What you should do: The records below hold a stretch from the line with "to [0, 1]/[-1, 1]." through the line with "pub fn compute_bounds(values: &[f32], width: usize)"; return exactly those lines, ends included, and nothing more.

Entries taken from a collection:
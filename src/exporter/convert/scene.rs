use serde_json::{
  json,
  Map,
  Value,
};

use crate::error::HalaGltfError;
use crate::scene::HalaSceneDesc;
use super::super::resolver::HalaEntityKind;
use super::super::HalaExportState;

/// Export a scene.
/// Render metadata with no glTF counterpart travels in the extras block.
/// param state: The export state.
/// param scene: The scene.
/// return: The scene record.
pub fn export_scene(
  state: &HalaExportState,
  scene: &HalaSceneDesc,
) -> Result<Value, HalaGltfError> {
  log::debug!("Exporting scene \"{}\".", scene.name);

  let mut nodes = Vec::with_capacity(scene.root_objects.len());
  for root in scene.root_objects.iter() {
    nodes.push(state.require(HalaEntityKind::Object, *root, &scene.name)?);
  }

  let mut extras = scene.extras.clone().unwrap_or_else(Map::new);
  if let Some(active_camera) = scene.active_camera {
    let node = state.require(HalaEntityKind::Object, active_camera, &scene.name)?;
    extras.insert("active_camera".to_string(), json!(node));
  }
  extras.insert(
    "background_color".to_string(),
    json!(scene.background_color.iter().map(|v| *v as f64).collect::<Vec<_>>()),
  );
  extras.insert("frames_per_second".to_string(), json!(scene.frames_per_second as f64));

  Ok(json!({
    "name": scene.name,
    "nodes": nodes,
    "extras": extras,
  }))
}
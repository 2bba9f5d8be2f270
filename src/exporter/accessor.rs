use serde_json::json;

use crate::error::HalaGltfError;
use super::buffer::HalaBufferView;

/// The component type of an accessor, as a GL enum value.
#[derive(Clone, Copy, Debug, PartialEq, Eq, Hash)]
pub struct HalaComponentType(u32);
impl HalaComponentType {
  pub const BYTE: Self = Self(5120);
  pub const UNSIGNED_BYTE: Self = Self(5121);
  pub const SHORT: Self = Self(5122);
  pub const UNSIGNED_SHORT: Self = Self(5123);
  pub const UNSIGNED_INT: Self = Self(5125);
  pub const FLOAT: Self = Self(5126);

  pub fn to_u32(&self) -> u32 {
    self.0
  }

  /// Get the size of one component in bytes.
  /// return: The component size.
  pub fn byte_size(&self) -> usize {
    match self.0 {
      5120 | 5121 => 1,
      5122 | 5123 => 2,
      5125 | 5126 => 4,
      _ => unreachable!(),
    }
  }

  /// Get the minimum byte alignment of this component type.
  /// return: The alignment.
  pub fn alignment(&self) -> usize {
    self.byte_size()
  }
}

/// The element type of an accessor.
#[derive(Clone, Copy, Debug, PartialEq, Eq, Hash)]
pub enum HalaElementType {
  Scalar,
  Vec2,
  Vec3,
  Vec4,
  Mat2,
  Mat3,
  Mat4,
}

/// The implementation of the element type.
impl HalaElementType {
  /// Get the glTF type name.
  /// return: The type name.
  pub fn type_name(&self) -> &'static str {
    match self {
      HalaElementType::Scalar => "SCALAR",
      HalaElementType::Vec2 => "VEC2",
      HalaElementType::Vec3 => "VEC3",
      HalaElementType::Vec4 => "VEC4",
      HalaElementType::Mat2 => "MAT2",
      HalaElementType::Mat3 => "MAT3",
      HalaElementType::Mat4 => "MAT4",
    }
  }

  /// Get the number of components of one element.
  /// return: The component count.
  pub fn component_count(&self) -> usize {
    match self {
      HalaElementType::Scalar => 1,
      HalaElementType::Vec2 => 2,
      HalaElementType::Vec3 => 3,
      HalaElementType::Vec4 => 4,
      HalaElementType::Mat2 => 4,
      HalaElementType::Mat3 => 9,
      HalaElementType::Mat4 => 16,
    }
  }
}

/// Build an accessor record over the given buffer view.
/// Fails when the declared element range overruns the view.
/// param view: The buffer view the accessor reads from.
/// param view_index: The output index of the buffer view.
/// param byte_offset: The accessor offset within the view.
/// param component_type: The component type.
/// param element_type: The element type.
/// param count: The element count.
/// param normalized: Whether integer components map to [0, 1]/[-1, 1].
/// param bounds: Optional per-component (min, max) bounds.
/// return: The accessor record.
#[allow(clippy::too_many_arguments)]
pub fn make_accessor(
  view: &HalaBufferView,
  view_index: u32,
  byte_offset: usize,
  component_type: HalaComponentType,
  element_type: HalaElementType,
  count: usize,
  normalized: bool,
  bounds: Option<(Vec<f64>, Vec<f64>)>,
) -> Result<serde_json::Value, HalaGltfError> {
  let element_size = component_type.byte_size() * element_type.component_count();
  let stride = if view.byte_stride > 0 { view.byte_stride } else { element_size };
  let needed = if count > 0 {
    byte_offset + (count - 1) * stride + element_size
  } else {
    byte_offset
  };
  if needed > view.byte_length {
    return Err(HalaGltfError::new(
      &format!(
        "Accessor overruns its buffer view: {} elements of {} bytes need {} bytes but the view holds {}.",
        count, element_size, needed, view.byte_length
      ),
      None,
    ));
  }

  let mut record = json!({
    "bufferView": view_index,
    "byteOffset": byte_offset,
    "componentType": component_type.to_u32(),
    "type": element_type.type_name(),
    "count": count,
  });
  if normalized {
    record["normalized"] = json!(true);
  }
  if let Some((min, max)) = bounds {
    record["min"] = json!(min);
    record["max"] = json!(max);
  }
  Ok(record)
}

/// Compute per-component min/max bounds over tightly packed f32 elements.
/// param values: The element values, `width` components per element.
/// param width: The number of components per element.
/// return: The (min, max) bounds, or None when there are no elements.
pub fn compute_bounds(values: &[f32], width: usize) -> Option<(Vec<f64>, Vec<f64>)> {
  if values.is_empty() || width == 0 {
    return None;
  }
  let mut min = vec![f64::INFINITY; width];
  let mut max = vec![f64::NEG_INFINITY; width];
  for element in values.chunks(width) {
    for (i, v) in element.iter().enumerate() {
      let v = *v as f64;
      if v < min[i] {
        min[i] = v;
      }
      if v > max[i] {
        max[i] = v;
      }
    }
  }
  Some((min, max))
}

/// Cast a f32 slice to little-endian bytes.
/// param values: The values.
/// return: The bytes.
pub fn f32_bytes(values: &[f32]) -> Vec<u8> {
  let mut bytes = Vec::with_capacity(values.len() * 4);
  for v in values {
    bytes.extend_from_slice(&v.to_le_bytes());
  }
  bytes
}

/// Cast a u32 slice to little-endian bytes.
/// param values: The values.
/// return: The bytes.
pub fn u32_bytes(values: &[u32]) -> Vec<u8> {
  let mut bytes = Vec::with_capacity(values.len() * 4);
  for v in values {
    bytes.extend_from_slice(&v.to_le_bytes());
  }
  bytes
}

/// Cast a u16 slice to little-endian bytes.
/// param values: The values.
/// return: The bytes.
pub fn u16_bytes(values: &[u16]) -> Vec<u8> {
  let mut bytes = Vec::with_capacity(values.len() * 2);
  for v in values {
    bytes.extend_from_slice(&v.to_le_bytes());
  }
  bytes
}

Task answer:
/// param normalized: Whether integer components map to [0, 1]/[-1, 1].
/// param bounds: Optional per-component (min, max) bounds.
/// return: The accessor record.
#[allow(clippy::too_many_arguments)]
pub fn make_accessor(
  view: &HalaBufferView,
  view_index: u32,
  byte_offset: usize,
  component_type: HalaComponentType,
  element_type: HalaElementType,
  count: usize,
  normalized: bool,
  bounds: Option<(Vec<f64>, Vec<f64>)>,
) -> Result<serde_json::Value, HalaGltfError> {
  let element_size = component_type.byte_size() * element_type.component_count();
  let stride = if view.byte_stride > 0 { view.byte_stride } else { element_size };
  let needed = if count > 0 {
    byte_offset + (count - 1) * stride + element_size
  } else {
    byte_offset
  };
  if needed > view.byte_length {
    return Err(HalaGltfError::new(
      &format!(
        "Accessor overruns its buffer view: {} elements of {} bytes need {} bytes but the view holds {}.",
        count, element_size, needed, view.byte_length
      ),
      None,
    ));
  }

  let mut record = json!({
    "bufferView": view_index,
    "byteOffset": byte_offset,
    "componentType": component_type.to_u32(),
    "type": element_type.type_name(),
    "count": count,
  });
  if normalized {
    record["normalized"] = json!(true);
  }
  if let Some((min, max)) = bounds {
    record["min"] = json!(min);
    record["max"] = json!(max);
  }
  Ok(record)
}

/// Compute per-component min/max bounds over tightly packed f32 elements.
/// param values: The element values, `width` components per element.
/// param width: The number of components per element.
/// return: The (min, max) bounds, or None when there are no elements.
pub fn compute_bounds(values: &[f32], width: usize) -> Option<(Vec<f64>, Vec<f64>)> {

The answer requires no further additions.